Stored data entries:
═══

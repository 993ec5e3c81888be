//! HTTP front end for the Tagstore query service.
//!
//! The router is built by [`App::router`] from an [`AppState`] that carries
//! the query service, so handlers never reach for global state.

pub mod app;
pub mod error;
pub mod handlers;
pub mod model;
pub mod state;
pub mod telemetry;

pub use app::App;
pub use state::AppState;
//! Tag search engine and query service.
//!
//! [`engine::search_uncached`] performs the full scan. [`QueryService`] puts
//! a [`SearchCache`](tagstore_cache::SearchCache) in front of it and keeps the
//! cache coherent with the record store under a single lock.
//!
//! # Example
//!
//! ```rust
//! use tagstore_core::Record;
//! use tagstore_search::QueryService;
//!
//! let service = QueryService::in_memory();
//! service.add(Record::new(1, "https://example.com", ["go", "db"])).unwrap();
//!
//! let found = service.search("go");
//! assert_eq!(found.len(), 1);
//! assert!(service.search("rust").is_empty());
//! ```

pub mod config;
pub mod engine;
pub mod service;

pub use config::ServiceConfig;
pub use engine::search_uncached;
pub use service::QueryService;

═══

- **To do**
Copy whichever lines above contain the string "AppState".

- **Answer box**
//! The router is built by [`App::router`] from an [`AppState`] that carries
pub use state::AppState;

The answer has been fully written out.